第4回 One Step Forward
サッカーを通じてインドの子どもたちの夢実現をサポート
2023年4月13日に開催した「第4回 One Step Forward」のゲストは、萩原望さんでした。彼は、3歳からサッカーを始め、Jリーグのユースチームや大学のサッカー部で、サッカーに明け暮れる学生生活を送りました。新卒で入社した会社を3年で退職し、国際NGOの駐在員として、インドのビハール州という最貧州に派遣され、仕事の合間にサッカーをしていたところ、子どもたちが集まってきたのがきっかけで、サッカーを教えるようになりました。
現在は外資系会計監査法人のインドオフィスに勤務をしながら、個人の活動として、同州でコミュニティ型のサッカーチーム・一般社団法人FC Nonoを運営しています。このチームでは、サッカーを軸としながら、教育や栄養、アートなどを通して、インドの子どもたちの夢実現に向けたサポートを目指しているそうです。

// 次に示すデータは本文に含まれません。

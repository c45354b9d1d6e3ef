use std::sync::Arc;

use chrono::{DateTime, FixedOffset, Utc};
use thiserror::Error;
use tracing::{debug, info, warn};

use super::clock::Clock;
use super::store::{AttendanceStore, IdentityLookup, StoreError};
use crate::model::attendance::{AttendanceEvent, Direction, NewAttendanceEvent};
use crate::model::subject::Identity;
use crate::utils::time::same_calendar_day;

#[derive(Debug, Error)]
pub enum RejectReason {
    #[error("Subject not found")]
    SubjectNotFound,

    #[error("Subject is not eligible for attendance")]
    SubjectNotEligible,

    #[error("Subject already checked out today")]
    AlreadyCheckedOutToday,

    #[error("Another scan for this subject was recorded at the same time")]
    ConcurrentScan,

    #[error("Attendance store unavailable")]
    StoreUnavailable(#[source] StoreError),
}

impl From<StoreError> for RejectReason {
    fn from(err: StoreError) -> Self {
        match err {
            StoreError::Conflict(_) => RejectReason::ConcurrentScan,
            other => RejectReason::StoreUnavailable(other),
        }
    }
}

/// Direction of the next event given the subject's latest one.
///
/// A new day always starts with a check-in, so a check-in left open on an
/// earlier day is abandoned rather than closed.
pub fn resolve_direction(
    latest: Option<&AttendanceEvent>,
    now: DateTime<Utc>,
    offset: FixedOffset,
) -> Result<Direction, RejectReason> {
    let Some(latest) = latest else {
        return Ok(Direction::CheckIn);
    };

    if !same_calendar_day(latest.occurred_at, now, offset) {
        return Ok(Direction::CheckIn);
    }

    match latest.direction {
        Direction::CheckIn => Ok(Direction::CheckOut),
        Direction::CheckOut => Err(RejectReason::AlreadyCheckedOutToday),
    }
}

/// Turns scans into attendance events.
pub struct AttendanceResolver {
    identities: Arc<dyn IdentityLookup>,
    store: Arc<dyn AttendanceStore>,
    clock: Arc<dyn Clock>,
    offset: FixedOffset,
}

impl AttendanceResolver {
    pub fn new(
        identities: Arc<dyn IdentityLookup>,
        store: Arc<dyn AttendanceStore>,
        clock: Arc<dyn Clock>,
        offset: FixedOffset,
    ) -> Self {
        Self {
            identities,
            store,
            clock,
            offset,
        }
    }

    /// Look up the scanned fingerprint, then record the scan.
    pub async fn submit_scan(&self, fingerprint: &str) -> Result<AttendanceEvent, RejectReason> {
        let identity = self
            .identities
            .find_subject(fingerprint)
            .await?
            .ok_or(RejectReason::SubjectNotFound)?;

        self.resolve_scan(&identity).await
    }

    /// Record one scan for an already identified person.
    ///
    /// Rejected scans never touch the store.
    pub async fn resolve_scan(&self, identity: &Identity) -> Result<AttendanceEvent, RejectReason> {
        if !identity.eligible() {
            debug!(role = ?identity.role, "Scan rejected: not a student");
            return Err(RejectReason::SubjectNotEligible);
        }

        let subject_id = identity
            .subject_id
            .as_deref()
            .filter(|nim| !nim.trim().is_empty())
            .ok_or(RejectReason::SubjectNotFound)?;

        let latest = self.store.latest_event_for(subject_id).await?;
        let now = self.clock.now();
        let direction = resolve_direction(latest.as_ref(), now, self.offset).inspect_err(|_| {
            debug!(subject_id, "Scan rejected: already checked out today");
        })?;

        let event = NewAttendanceEvent {
            subject_id: subject_id.to_string(),
            direction,
            occurred_at: now,
        };

        let created = self
            .store
            .append(event, latest.as_ref().map(AttendanceEvent::key))
            .await
            .map_err(|e| {
                warn!(error = %e, subject_id, "Attendance append failed");
                RejectReason::from(e)
            })?;

        info!(
            subject_id,
            direction = %created.direction,
            event_id = created.id,
            "Attendance recorded"
        );

        Ok(created)
    }
}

FC Nonoは、サッカーを通じて努力が報われる社会の実現をミッションにしており、「インドでは自分の努力では変えることのできない要因で将来の選択肢が限定されており、そのような状況に変化を起こしていきたい」と萩原さんは語ります。
子どもたちの自立支援やジェンダー問題の解消を目指し、現在特に力を入れている活動はガールズサッカーです。かつて女の子が外に出てスポーツをすることがなく、将来の夢という概念もなかった村においてサッカーを広めることで、男の子がやっているように、女の子もサッカーができ、夢を持つことが可能だということを伝えています。今では、ガールズコーチをやれるほど、サッカーが上手になった女の子も出てきています。
「第4回 One Step Forward」の開催の様子
これらの話を聞いた参加者たちは感想を互いに伝え合い、SDGsのゴールの1つである「ジェンダー平等を実現しよう」に関して、最近気になっていることや、実際に取り組んでいることなどを共有しました。最後に参加者たちが「大学でSDGsについて学ぶ授業があるので、そこで多様な人の意見を聞き、考えや意見を深めていきます」「情報収集を一生懸命やります」など、これから挑戦していくことを宣言し、「第4回 One Step Forward」が終了しました。
IIBCが行うSDGs達成に向けた様々な取り組み
IIBCは受験生の皆様、社会、職員、さらには地球環境に対し、SDGs達成に向けた様々な取り組みを行っており、その主な内容を紹介します。
1TOEIC Programを通じて
- プライオリティサポートの実施
より多くの皆様が受験できるよう、個別の配慮が必要な方のためのご依頼窓口を設置し、可能な範囲でご希望に沿った受験環境をご提供。 - 受験のしおりの多言語化
TOEIC Listening & Reading公開テストの受験当日に配られる受験のしおりは、英語・中国語・韓国語でも対応。
2環境に優しく
- 問題用紙・解答用紙の再利用
TOEIC Programで使用した問題用紙・解答用紙はリサイクル。 - リスニング用の音源メディアを再利用
TOEIC Program(公開テスト)のリスニングセクションに使用する音源メディアの破棄をなくし、再利用。
3社会に向けて
- トビタテ!留学JAPANへのサポート
「官民協働海外留学創出プロジェクト トビタテ!留学JAPAN日本代表プログラム」に寄附を行い、職員を日本代表の選考委員およびメンターとして派遣。さらに2020年度から2年間、職員が事務局に出向し、プロジェクト運営をサポート。 - 高校生を対象としたエッセイコンテストの主催
高校生が多様な文化や価値観に触れ、相互理解の大切さを考える機会を創出し、高校生の英語学習に貢献。 - ブックバトンプロジェクトへの参加
職員が読み終えた本を寄附することで、「子どもの教育で貧困の連鎖を断ち切る」ことをミッションにした国際NGOの活動に寄与。
4職員に向けて
- 働きがいのある職場環境づくり
職員の自己成長支援を目的とした研修やキャリア相談の充実に取り組む。 - 女性活躍の推進
性別を問わず平等に出産・育児・介護をしながら仕事を続けることができるよう、全職員が活躍できる働きがいのある職場環境づくりに努める。 - コンプライアンスの推進
事業活動全般における行動基準および倫理基準を明文化し、法令・規定・社会規範の遵守、個人情報保護の徹底、ダイバーシティの尊重、ハラスメントの禁止などの遵守事項を全職員へ周知するとともに、定期的な教育を実施。